Vice-Admiral Sir Julian Christopher, Commander-in-Chief of all British and Commonwealth Forces in the Mediterranean Theatre of Operations and his deputy, Air Vice-Marshall Daniel French waited for the two VIPs to disembark from the RAF Comet 4, and stepped forward to greet the visitors.

The First Sea Lord, Admiral Sir David Luce, exchanged salutes and crisp handshakes before turning to the hangdog-faced man in a baggy suit.

“May I introduce you to the Secretary of State for Defence, Mr William Whitelaw, MP.”

“Delighted to finally make your acquaintance, gentlemen,” the politician smiled, speaking in a slowly lugubrious voice that broadcast quiet confidence.

The quartet walked towards the slab-sided control room where cars awaited to carry them to Mdina.
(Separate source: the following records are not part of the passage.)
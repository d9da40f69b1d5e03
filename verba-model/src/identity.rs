use crate::ids::GuestSessionId;

/// Bearer credential for an authenticated account.
///
/// The engine only carries this token; issuance, refresh and revocation
/// belong to the auth service.
#[derive(Debug, Clone, PartialEq, Eq)]
#[cfg_attr(feature = "serde", derive(serde::Serialize, serde::Deserialize))]
pub struct AuthToken {
    pub access_token: String,
    pub expires_in: u64,
}

/// Whichever credential is available at dispatch time.
///
/// A guest session id always exists by construction, so resolution can
/// never come up empty-handed.
#[derive(Debug, Clone, PartialEq, Eq)]
pub enum Identity {
    Guest(GuestSessionId),
    Account(AuthToken),
}

impl Identity {
    pub fn is_authenticated(&self) -> bool {
        matches!(self, Identity::Account(_))
    }

    /// The guest session id, when this identity is anonymous.
    pub fn guest_id(&self) -> Option<GuestSessionId> {
        match self {
            Identity::Guest(id) => Some(*id),
            Identity::Account(_) => None,
        }
    }

    /// The bearer token, when this identity is an account.
    pub fn token(&self) -> Option<&AuthToken> {
        match self {
            Identity::Guest(_) => None,
            Identity::Account(token) => Some(token),
        }
    }
}
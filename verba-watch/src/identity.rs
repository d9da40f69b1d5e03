//! Identity resolution boundary.
//!
//! The engine never mints or rotates credentials; it reads whichever one
//! is available at dispatch time. The guest session id is process-wide
//! state with an explicit lifecycle: created lazily once, persisted for
//! the life of the client profile, read thereafter.

use std::path::Path;

use parking_lot::RwLock;
use serde::{Deserialize, Serialize};
use verba_model::{AuthToken, GuestSessionId, Identity};

use crate::error::Result;

/// Capability the sync client depends on instead of a concrete storage
/// mechanism.
pub trait IdentityResolver: Send + Sync {
    /// Whichever credential is available right now. Never empty: a guest
    /// id exists by construction.
    fn current(&self) -> Identity;
}

#[derive(Debug, Serialize, Deserialize)]
struct GuestSessionFile {
    guest_session_id: GuestSessionId,
}

/// Durable identity store backed by a JSON file in the client config
/// directory, with an in-memory bearer token slot the auth flow updates.
#[derive(Debug)]
pub struct StoredIdentity {
    guest_id: GuestSessionId,
    token: RwLock<Option<AuthToken>>,
}

impl StoredIdentity {
    /// Load the persisted guest id, creating and persisting one on first
    /// use. The id is never regenerated while the file is readable.
    pub fn load_or_create() -> Result<Self> {
        let base = dirs::config_dir()
            .ok_or_else(|| std::io::Error::other("no config directory available"))?;
        Self::load_or_create_in(&base.join("verba"))
    }

    /// Same as [`Self::load_or_create`], rooted at an explicit directory.
    pub fn load_or_create_in(dir: &Path) -> Result<Self> {
        let path = dir.join("guest_session.json");
        let guest_id = match Self::read_guest_id(&path) {
            Some(id) => id,
            None => {
                let id = GuestSessionId::new();
                Self::write_guest_id(&path, id)?;
                tracing::info!(guest_id = %id, "created new guest session identity");
                id
            }
        };

        Ok(Self {
            guest_id,
            token: RwLock::new(None),
        })
    }

    fn read_guest_id(path: &Path) -> Option<GuestSessionId> {
        let content = std::fs::read_to_string(path).ok()?;
        match serde_json::from_str::<GuestSessionFile>(&content) {
            Ok(file) => Some(file.guest_session_id),
            Err(err) => {
                tracing::warn!(error = %err, "guest session file is corrupt; regenerating");
                None
            }
        }
    }

    fn write_guest_id(path: &Path, id: GuestSessionId) -> Result<()> {
        if let Some(parent) = path.parent() {
            std::fs::create_dir_all(parent)?;
        }
        let content = serde_json::to_string_pretty(&GuestSessionFile {
            guest_session_id: id,
        })?;
        std::fs::write(path, content)?;
        Ok(())
    }

    pub fn guest_id(&self) -> GuestSessionId {
        self.guest_id
    }

    /// Install or clear the account bearer token. Subsequent dispatches
    /// pick up the change; nothing already sent is resent.
    pub fn set_token(&self, token: Option<AuthToken>) {
        *self.token.write() = token;
    }
}

impl IdentityResolver for StoredIdentity {
    fn current(&self) -> Identity {
        match self.token.read().as_ref() {
            Some(token) => Identity::Account(token.clone()),
            None => Identity::Guest(self.guest_id),
        }
    }
}

#[cfg(test)]
mod tests {
    use super::*;

    #[test]
    fn guest_id_is_created_once_and_persisted() {
        let dir = tempfile::tempdir().unwrap();

        let first = StoredIdentity::load_or_create_in(dir.path()).unwrap();
        let second = StoredIdentity::load_or_create_in(dir.path()).unwrap();
        assert_eq!(first.guest_id(), second.guest_id());
    }

    #[test]
    fn corrupt_file_regenerates_instead_of_failing() {
        let dir = tempfile::tempdir().unwrap();
        std::fs::write(dir.path().join("guest_session.json"), "not json").unwrap();

        let identity = StoredIdentity::load_or_create_in(dir.path()).unwrap();
        // The replacement id must now be durable.
        let reloaded = StoredIdentity::load_or_create_in(dir.path()).unwrap();
        assert_eq!(identity.guest_id(), reloaded.guest_id());
    }

    #[test]
    fn token_takes_precedence_over_guest_id() {
        let dir = tempfile::tempdir().unwrap();
        let identity = StoredIdentity::load_or_create_in(dir.path()).unwrap();

        assert!(!identity.current().is_authenticated());

        identity.set_token(Some(AuthToken {
            access_token: "token123".to_string(),
            expires_in: 3600,
        }));
        assert!(identity.current().is_authenticated());

        identity.set_token(None);
        assert_eq!(
            identity.current().guest_id(),
            Some(identity.guest_id())
        );
    }
}
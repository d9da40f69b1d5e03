//! Core data model definitions shared across Verba crates.
//!
//! Plain types only: strongly typed identifiers, the normalized playback
//! event vocabulary, identity variants, and the progress-ledger wire DTOs.
//! No I/O and no async live here.
#![allow(missing_docs)]

pub mod error;
pub mod identity;
pub mod ids;
pub mod playback;
pub mod prelude;
pub mod progress;

// Intentionally curated re-exports for downstream consumers.
pub use error::{ModelError, Result as ModelResult};
pub use identity::{AuthToken, Identity};
pub use ids::{GuestSessionId, VideoId};
pub use playback::{PlaybackEvent, INVALID_DURATION_REASON};
pub use progress::{DailyGoalSummary, ProgressUpdate, StreakSummary};
use thiserror::Error;

/// Errors produced by model constructors and validation routines.
#[derive(Debug, Error)]
pub enum ModelError {
    #[error("invalid duration: {0}")]
    InvalidDuration(f64),

    #[error("invalid progress value: {0}")]
    InvalidProgress(String),
}

pub type Result<T> = std::result::Result<T, ModelError>;
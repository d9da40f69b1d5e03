//! Playback session orchestration.
//!
//! One [`WatchSession`] per mounted video: it owns the backend, the
//! accumulator, the scheduler and the sync client, and is torn down when
//! the video unmounts. Nothing here persists across video switches
//! except the externally owned identity.

use std::sync::Arc;

use parking_lot::Mutex;
use tokio::sync::mpsc;
use tokio::task::JoinHandle;
use tokio_util::sync::CancellationToken;
use verba_model::{PlaybackEvent, VideoId};

use crate::accumulator::WatchAccumulator;
use crate::backend::PlayerBackend;
use crate::config::WatchConfig;
use crate::error::Result;
use crate::identity::IdentityResolver;
use crate::scheduler::SyncScheduler;
use crate::sync::{ProgressLedger, SyncClient};

/// Callbacks the UI shell hooks to drive on-screen playback state and
/// non-blocking error banners. All methods default to no-ops.
pub trait SessionObserver: Send + Sync {
    fn on_ready(&self, duration_secs: u32) {
        let _ = duration_secs;
    }
    fn on_progress(&self, current_secs: u32, duration_secs: Option<u32>) {
        let _ = (current_secs, duration_secs);
    }
    fn on_ended(&self) {}
    /// Backend playback failure. Recovery is user-initiated (remount);
    /// the engine never retries backend initialization itself.
    fn on_error(&self, reason: &str) {
        let _ = reason;
    }
    /// Sync transport failure side channel, for an optional non-blocking
    /// notice. Playback is unaffected.
    fn on_sync_failure(&self, reason: &str) {
        let _ = reason;
    }
}

/// Observer that ignores everything.
#[derive(Debug, Clone, Copy, Default)]
pub struct NoopObserver;

impl SessionObserver for NoopObserver {}

struct SessionShared {
    accumulator: Mutex<WatchAccumulator>,
    scheduler: Mutex<SyncScheduler>,
    duration_secs: Mutex<Option<u32>>,
    position_secs: Mutex<u32>,
    observer: Arc<dyn SessionObserver>,
    sync: SyncClient,
}

impl SessionShared {
    fn handle_event(&self, event: PlaybackEvent) {
        match event {
            PlaybackEvent::Ready { duration_secs } => {
                *self.duration_secs.lock() = Some(duration_secs);
                self.observer.on_ready(duration_secs);
            }
            PlaybackEvent::Play => {
                self.scheduler.lock().on_play();
            }
            PlaybackEvent::Pause => {
                self.scheduler.lock().on_pause();
            }
            PlaybackEvent::TimeUpdate { seconds } => {
                self.accumulator.lock().observe(seconds);
                *self.position_secs.lock() = seconds;
                self.observer
                    .on_progress(seconds, *self.duration_secs.lock());
            }
            PlaybackEvent::Ended => {
                self.flush_pending();
                self.observer.on_ended();
            }
            PlaybackEvent::Error { reason } => {
                self.scheduler.lock().on_stop();
                self.observer.on_error(&reason);
            }
        }
    }

    /// Cadence check: hand any newly completed minute to the sync client.
    fn tick(&self) {
        let minute = {
            let mut accumulator = self.accumulator.lock();
            self.scheduler.lock().poll(&mut accumulator)
        };
        if let Some(minute) = minute {
            self.sync.dispatch(minute);
        }
    }

    /// Final check-and-flush so a just-crossed minute boundary is not
    /// lost on ended/detach.
    fn flush_pending(&self) {
        let minute = {
            let mut accumulator = self.accumulator.lock();
            self.scheduler.lock().flush(&mut accumulator)
        };
        if let Some(minute) = minute {
            self.sync.dispatch(minute);
        }
    }
}

/// A live watch-tracking pipeline for one mounted video.
pub struct WatchSession<B: PlayerBackend> {
    backend: B,
    shared: Arc<SessionShared>,
    live: CancellationToken,
    event_task: JoinHandle<()>,
    cadence_task: JoinHandle<()>,
}

impl<B: PlayerBackend> std::fmt::Debug for WatchSession<B> {
    fn fmt(&self, f: &mut std::fmt::Formatter<'_>) -> std::fmt::Result {
        f.debug_struct("WatchSession")
            .field("video_id", &self.shared.accumulator.lock().video_id())
            .finish()
    }
}

impl<B: PlayerBackend> WatchSession<B> {
    /// Mount the pipeline: attach the backend and start the event and
    /// cadence tasks.
    pub async fn attach(
        video_id: VideoId,
        mut backend: B,
        ledger: Arc<dyn ProgressLedger>,
        identity: Arc<dyn IdentityResolver>,
        observer: Arc<dyn SessionObserver>,
        config: &WatchConfig,
    ) -> Result<Self> {
        let (events_tx, mut events_rx) = mpsc::unbounded_channel();
        backend.attach(events_tx).await?;

        let live = CancellationToken::new();
        let sync = SyncClient::new(
            video_id,
            ledger,
            identity,
            Arc::clone(&observer),
            live.clone(),
        );
        let shared = Arc::new(SessionShared {
            accumulator: Mutex::new(WatchAccumulator::new(video_id)),
            scheduler: Mutex::new(SyncScheduler::new()),
            duration_secs: Mutex::new(None),
            position_secs: Mutex::new(0),
            observer,
            sync,
        });

        let event_shared = Arc::clone(&shared);
        let event_cancel = live.clone();
        let event_task = tokio::spawn(async move {
            loop {
                tokio::select! {
                    _ = event_cancel.cancelled() => break,
                    event = events_rx.recv() => {
                        let Some(event) = event else { break };
                        event_shared.handle_event(event);
                    }
                }
            }
        });

        let cadence_shared = Arc::clone(&shared);
        let cadence_cancel = live.clone();
        let sync_interval = config.sync_interval();
        let cadence_task = tokio::spawn(async move {
            let mut ticker = tokio::time::interval(sync_interval);
            // The tick at t=0 can never have a completed minute.
            ticker.tick().await;
            loop {
                tokio::select! {
                    _ = cadence_cancel.cancelled() => break,
                    _ = ticker.tick() => cadence_shared.tick(),
                }
            }
        });

        tracing::debug!(video_id = %video_id, "watch session attached");

        Ok(Self {
            backend,
            shared,
            live,
            event_task,
            cadence_task,
        })
    }

    /// Unmount the pipeline.
    ///
    /// Detaches the backend (no further events), drains what was already
    /// emitted, performs the final check-and-flush, then cancels the
    /// internal tasks. After this returns no dispatch is issued and no
    /// observer callback fires; a late network response is inert.
    pub async fn detach(mut self) {
        self.backend.detach().await;
        // The backend dropped its sender; the event task drains the
        // queue and exits on its own, so the flush below sees the last
        // position update.
        let _ = self.event_task.await;

        self.shared.flush_pending();
        self.live.cancel();
        let _ = self.cadence_task.await;

        tracing::debug!(
            video_id = %self.shared.accumulator.lock().video_id(),
            minutes = self.shared.accumulator.lock().last_synced_minute(),
            "watch session detached"
        );
    }

    /// Last observed playhead position, in whole seconds.
    pub fn position_secs(&self) -> u32 {
        *self.shared.position_secs.lock()
    }

    /// Media duration, once the backend reported readiness.
    pub fn duration_secs(&self) -> Option<u32> {
        *self.shared.duration_secs.lock()
    }

    /// Highest completed minute boundary reached so far.
    pub fn minutes_watched(&self) -> u32 {
        self.shared.accumulator.lock().completed_minute()
    }

    /// Distinct seconds observed this session; engagement diagnostic.
    pub fn distinct_seconds(&self) -> usize {
        self.shared.accumulator.lock().distinct_seconds()
    }
}
//! Player backend normalization.
//!
//! Each concrete playback surface, embedded third-party iframe player or
//! native media element, is wrapped behind one port that
//! emits the shared [`PlaybackEvent`] vocabulary. Nothing downstream of
//! this module knows which backend is playing.

mod embedded;
mod native;

pub use embedded::{EmbeddedBackend, EmbeddedPlayerProbe, EmbeddedPlayerState};
pub use native::{MediaElementBackend, MediaElementEvent};

use async_trait::async_trait;
use tokio::sync::mpsc;
use verba_model::PlaybackEvent;

use crate::error::Result;

/// Port over a concrete playback surface.
///
/// Contract: after `detach` returns, no further events are delivered to
/// the sink. The normalizer's internal tasks are cancelled and its
/// sender is dropped before the call completes, which is what prevents
/// use-after-unmount writes into a dead accumulator.
#[async_trait]
pub trait PlayerBackend: Send {
    /// Start translating backend-native notifications into normalized
    /// events on `events`. Attaching twice is a contract violation and
    /// fails with [`crate::WatchError::Backend`].
    async fn attach(&mut self, events: mpsc::UnboundedSender<PlaybackEvent>) -> Result<()>;

    /// Stop event delivery. Idempotent.
    async fn detach(&mut self);
}
//! Sync scheduling.
//!
//! Decides *when* a newly completed minute is handed to the sync client,
//! decoupled from the raw event rate. The scheduler is a pure state
//! machine; the session owns the wall-clock cadence timer and calls
//! [`SyncScheduler::poll`] on each tick.

use crate::accumulator::WatchAccumulator;

#[derive(Debug, Clone, Copy, PartialEq, Eq)]
enum SchedulerState {
    /// Not tracking: before first play, or after pause/ended/error.
    Idle,
    /// Playback active; cadence ticks may dispatch.
    Armed,
}

/// Client-side half of the ledger idempotence guarantee: at most one
/// dispatch per `(video, minute)`, in strictly increasing minute order.
#[derive(Debug)]
pub struct SyncScheduler {
    state: SchedulerState,
}

impl Default for SyncScheduler {
    fn default() -> Self {
        Self::new()
    }
}

impl SyncScheduler {
    pub fn new() -> Self {
        Self {
            state: SchedulerState::Idle,
        }
    }

    pub fn is_armed(&self) -> bool {
        self.state == SchedulerState::Armed
    }

    pub fn on_play(&mut self) {
        self.state = SchedulerState::Armed;
    }

    pub fn on_pause(&mut self) {
        self.state = SchedulerState::Idle;
    }

    /// Terminal transition for ended/error/detach.
    pub fn on_stop(&mut self) {
        self.state = SchedulerState::Idle;
    }

    /// Cadence check: returns the minute to dispatch, if playback is
    /// active and the completed minute advanced past what was already
    /// sent. The minute is claimed before the caller sends it, so a slow
    /// network can never produce a duplicate.
    pub fn poll(&mut self, accumulator: &mut WatchAccumulator) -> Option<u32> {
        if self.state != SchedulerState::Armed {
            return None;
        }
        Self::claim_advanced_minute(accumulator)
    }

    /// Final check-and-flush for ended/detach, independent of armed
    /// state, so a minute boundary crossed just before teardown is not
    /// lost. Leaves the scheduler idle.
    pub fn flush(&mut self, accumulator: &mut WatchAccumulator) -> Option<u32> {
        self.state = SchedulerState::Idle;
        Self::claim_advanced_minute(accumulator)
    }

    fn claim_advanced_minute(accumulator: &mut WatchAccumulator) -> Option<u32> {
        let minute = accumulator.completed_minute();
        // Minute 0 is never dispatched: ledger credit starts at the
        // first completed minute.
        if minute == 0 || i64::from(minute) <= accumulator.last_synced_minute() {
            return None;
        }
        accumulator.record_synced(minute);
        Some(minute)
    }
}

#[cfg(test)]
mod tests {
    use super::*;
    use verba_model::VideoId;

    fn accumulator_at(second: u32) -> WatchAccumulator {
        let mut acc = WatchAccumulator::new(VideoId::new());
        acc.observe(second);
        acc
    }

    #[test]
    fn idle_scheduler_never_dispatches() {
        let mut scheduler = SyncScheduler::new();
        let mut acc = accumulator_at(120);
        assert_eq!(scheduler.poll(&mut acc), None);
    }

    #[test]
    fn armed_scheduler_dispatches_each_minute_once() {
        let mut scheduler = SyncScheduler::new();
        scheduler.on_play();

        let mut acc = accumulator_at(65);
        assert_eq!(scheduler.poll(&mut acc), Some(1));
        assert_eq!(scheduler.poll(&mut acc), None);

        acc.observe(140);
        assert_eq!(scheduler.poll(&mut acc), Some(2));
        assert_eq!(scheduler.poll(&mut acc), None);
    }

    #[test]
    fn minute_zero_is_never_dispatched() {
        let mut scheduler = SyncScheduler::new();
        scheduler.on_play();

        let mut acc = accumulator_at(59);
        assert_eq!(scheduler.poll(&mut acc), None);
        assert_eq!(scheduler.flush(&mut acc), None);
    }

    #[test]
    fn pause_disarms_until_next_play() {
        let mut scheduler = SyncScheduler::new();
        scheduler.on_play();
        scheduler.on_pause();

        let mut acc = accumulator_at(300);
        assert_eq!(scheduler.poll(&mut acc), None);

        scheduler.on_play();
        assert_eq!(scheduler.poll(&mut acc), Some(5));
    }

    #[test]
    fn flush_dispatches_pending_minute_even_when_idle() {
        let mut scheduler = SyncScheduler::new();
        let mut acc = accumulator_at(299);

        assert_eq!(scheduler.flush(&mut acc), Some(4));
        // Repeated flush must not resend.
        assert_eq!(scheduler.flush(&mut acc), None);
        assert!(!scheduler.is_armed());
    }

    #[test]
    fn seek_forward_dispatches_only_latest_minute() {
        let mut scheduler = SyncScheduler::new();
        scheduler.on_play();

        let mut acc = accumulator_at(601);
        // A single dispatch carries the highest boundary, not a backlog.
        assert_eq!(scheduler.poll(&mut acc), Some(10));
        assert_eq!(scheduler.poll(&mut acc), None);
    }
}
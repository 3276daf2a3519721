use std::sync::Arc;
use std::time::Duration;

use tracing::{info, warn};

use crate::app::config::load_parameters;
use crate::app::context::ExecutionContext;
use crate::app::error::{AppError, ERR_NOT_FOUND};
use crate::app::exec::LaunchStatus;
use crate::app::focus::{focus_device_window, WindowFinder};
use crate::app::models::{Device, DeviceType, Parameter, Platform};
use crate::app::toolchain::ToolchainLocator;

const LAUNCH_GRACE: Duration = Duration::from_secs(3);
const ALREADY_RUNNING_MARKERS: [&str; 3] = [
    "is already running",
    "Running multiple emulators with the same AVD",
    "another emulator instance running with the current AVD",
];

/// Emulator launch arguments: profile, enabled parameters, then action flags.
pub fn build_launch_args(name: &str, parameters: &[Parameter], extra: &[String]) -> Vec<String> {
    let mut args = vec![format!("@{name}")];
    for parameter in parameters.iter().filter(|parameter| parameter.enabled) {
        args.extend(parameter.command.split_whitespace().map(str::to_string));
    }
    args.extend(extra.iter().cloned());
    args
}

pub fn is_already_running(message: &str) -> bool {
    ALREADY_RUNNING_MARKERS
        .iter()
        .any(|marker| message.contains(marker))
}

pub struct AndroidDeviceService {
    locator: Arc<ToolchainLocator>,
    windows: Arc<dyn WindowFinder>,
}

impl AndroidDeviceService {
    pub fn new(locator: Arc<ToolchainLocator>, windows: Arc<dyn WindowFinder>) -> Self {
        Self { locator, windows }
    }

    fn ensure_emulator(device: &Device, operation: &str, trace_id: &str) -> Result<(), AppError> {
        match (device.platform, device.device_type) {
            (Platform::Android, DeviceType::Virtual) => Ok(()),
            (Platform::Android, DeviceType::Physical) => Err(AppError::unsupported(
                format!("{operation} is not available for physical device {}", device.name),
                trace_id,
            )),
            (Platform::Ios, _) => Err(AppError::unsupported(
                format!("{operation} on {} needs the iOS service", device.name),
                trace_id,
            )),
        }
    }

    /// Kills a running instance first, then removes the AVD.
    pub fn delete(
        &self,
        ctx: ExecutionContext,
        device: &Device,
        trace_id: &str,
    ) -> Result<(), AppError> {
        ctx.ensure_background("Delete emulator", trace_id)?;
        Self::ensure_emulator(device, "Delete", trace_id)?;
        let executor = self.locator.executor();

        if device.booted {
            if let Some(serial) = device.identifier.as_deref() {
                let adb = self.locator.get_adb_path(trace_id)?;
                let args = vec![
                    "-s".to_string(),
                    serial.to_string(),
                    "emu".to_string(),
                    "kill".to_string(),
                ];
                executor.execute(&adb, &args, None, trace_id)?;
                info!(trace_id = %trace_id, serial = %serial, "killed emulator before delete");
            }
        }

        let avd_manager = self.locator.get_avd_manager_path(trace_id)?;
        let args = vec![
            "delete".to_string(),
            "avd".to_string(),
            "-n".to_string(),
            device.name.clone(),
        ];
        executor.execute(&avd_manager, &args, None, trace_id)?;
        info!(trace_id = %trace_id, device = %device.name, "deleted avd");
        Ok(())
    }

    pub fn launch(
        &self,
        ctx: ExecutionContext,
        device: &Device,
        extra_args: &[String],
        trace_id: &str,
    ) -> Result<(), AppError> {
        ctx.ensure_background("Launch emulator", trace_id)?;
        Self::ensure_emulator(device, "Launch", trace_id)?;
        let emulator = self.locator.get_emulator_path(trace_id)?;
        let parameters = load_parameters(self.locator.store().as_ref(), trace_id)?;
        let args = build_launch_args(&device.name, &parameters, extra_args);
        info!(trace_id = %trace_id, device = %device.name, args = ?args, "launching emulator");

        match self
            .locator
            .executor()
            .spawn_detached(&emulator, &args, LAUNCH_GRACE, trace_id)?
        {
            LaunchStatus::Running => Ok(()),
            LaunchStatus::Exited(output) => {
                let combined = format!("{}\n{}", output.stdout, output.stderr);
                if is_already_running(&combined) {
                    info!(trace_id = %trace_id, device = %device.name, "emulator already running");
                    return Ok(());
                }
                if output.success() {
                    return Ok(());
                }
                warn!(
                    trace_id = %trace_id,
                    device = %device.name,
                    exit_code = ?output.exit_code,
                    "emulator exited during launch"
                );
                Err(AppError::execution(
                    format!("Emulator {} exited during launch", device.name),
                    output.stderr.trim(),
                    output.exit_code,
                    trace_id,
                ))
            }
        }
    }

    pub fn focus(
        &self,
        ctx: ExecutionContext,
        device: &Device,
        trace_id: &str,
    ) -> Result<(), AppError> {
        ctx.ensure_background("Focus emulator", trace_id)?;
        focus_device_window(self.windows.as_ref(), device, trace_id)
    }

    /// Brings a freshly booted emulator forward when its window is already up.
    pub fn attach(
        &self,
        ctx: ExecutionContext,
        device: &Device,
        trace_id: &str,
    ) -> Result<(), AppError> {
        match self.focus(ctx, device, trace_id) {
            Err(err) if err.is(ERR_NOT_FOUND) => Ok(()),
            other => other,
        }
    }
}
pub mod locator;
pub mod paths;

pub use locator::ToolchainLocator;
use regex::Regex;
use serde::Deserialize;

use crate::app::models::{Device, DeviceFamily, DeviceType, Platform};

const HEADER_PATTERN: &str = r"^--\s*(.+?)\s*--$";
const SIMULATOR_PATTERN: &str = r"^\s*(.+?)\s+\(([0-9A-Fa-f]{8}-[0-9A-Fa-f]{4}-[0-9A-Fa-f]{4}-[0-9A-Fa-f]{4}-[0-9A-Fa-f]{12})\)\s+\(([^)]*)\)\s*$";
const UNAVAILABLE_TUNNEL: &str = "unavailable";

/// `xcrun simctl list devices available` text output.
///
/// Each `-- <runtime> --` header sets the version for the device lines that
/// follow it. Lines that are neither headers nor device rows are skipped.
pub fn parse_simctl_devices(output: &str) -> Vec<Device> {
    let (Ok(header_re), Ok(device_re)) = (Regex::new(HEADER_PATTERN), Regex::new(SIMULATOR_PATTERN))
    else {
        return Vec::new();
    };

    let mut current_version: Option<String> = None;
    let mut devices = Vec::new();
    for line in output.lines() {
        let trimmed = line.trim();
        if trimmed.is_empty() {
            continue;
        }
        if let Some(caps) = header_re.captures(trimmed) {
            current_version = Some(caps[1].to_string());
            continue;
        }
        let Some(caps) = device_re.captures(line) else {
            continue;
        };
        let name = caps[1].trim().to_string();
        let state = &caps[3];
        devices.push(Device {
            device_family: Some(DeviceFamily::from_name(&name)),
            name,
            version: current_version.clone(),
            identifier: Some(caps[2].to_string()),
            booted: state.contains("Booted"),
            platform: Platform::Ios,
            device_type: DeviceType::Virtual,
        });
    }
    devices
}

#[derive(Debug, Default, Deserialize)]
#[serde(default)]
struct DevicectlOutput {
    info: DevicectlInfo,
    result: DevicectlResult,
}

#[derive(Debug, Default, Deserialize)]
#[serde(default)]
struct DevicectlInfo {
    outcome: Option<String>,
}

#[derive(Debug, Default, Deserialize)]
#[serde(default)]
struct DevicectlResult {
    devices: Vec<serde_json::Value>,
}

#[derive(Debug, Default, Deserialize)]
#[serde(default, rename_all = "camelCase")]
struct DevicectlDevice {
    identifier: Option<String>,
    device_properties: DeviceProperties,
    hardware_properties: HardwareProperties,
    connection_properties: ConnectionProperties,
}

#[derive(Debug, Default, Deserialize)]
#[serde(default, rename_all = "camelCase")]
struct DeviceProperties {
    name: Option<String>,
    os_version_number: Option<String>,
}

#[derive(Debug, Default, Deserialize)]
#[serde(default, rename_all = "camelCase")]
struct HardwareProperties {
    udid: Option<String>,
    device_type: Option<String>,
}

#[derive(Debug, Default, Deserialize)]
#[serde(default, rename_all = "camelCase")]
struct ConnectionProperties {
    tunnel_state: Option<String>,
}

/// JSON written by `xcrun devicectl list devices -j <file>`.
pub fn parse_devicectl_json(output: &str) -> Vec<Device> {
    let Ok(parsed) = serde_json::from_str::<DevicectlOutput>(output) else {
        return Vec::new();
    };
    if parsed.info.outcome.as_deref() != Some("success") {
        return Vec::new();
    }
    parsed
        .result
        .devices
        .into_iter()
        .filter_map(|value| serde_json::from_value::<DevicectlDevice>(value).ok())
        .filter_map(|entry| {
            let name = entry.device_properties.name.filter(|v| !v.trim().is_empty())?;
            let identifier = entry
                .hardware_properties
                .udid
                .or(entry.identifier)
                .filter(|v| !v.trim().is_empty());
            let booted = entry.connection_properties.tunnel_state.as_deref()
                != Some(UNAVAILABLE_TUNNEL);
            let device_family = entry
                .hardware_properties
                .device_type
                .as_deref()
                .map(DeviceFamily::from_devicectl)
                .unwrap_or_else(|| DeviceFamily::from_name(&name));
            Some(Device {
                name,
                version: entry.device_properties.os_version_number,
                identifier,
                booted,
                platform: Platform::Ios,
                device_type: DeviceType::Physical,
                device_family: Some(device_family),
            })
        })
        .collect()
}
“The Prime Minister most particularly asked to be remembered to you, Sir Julian,” William Whitelaw declared. “She’s dreadfully keen that everybody knows that blighter in Cheltenham Town Hall missed her from point blank range even though she never moved a muscle throughout the whole episode!”

When Julian Christopher had first heard of the assassination attempt he’d almost burst a blood vessel. His high anxiety hadn’t materially decreased in the following twenty-four hours. It was only now that his normal equilibrium was partially restored. He was relieved when the First Sea Lord suggested the Defence Secretary and Daniel French take the first car. He dropped beside his old friend in the back seat of the second vehicle.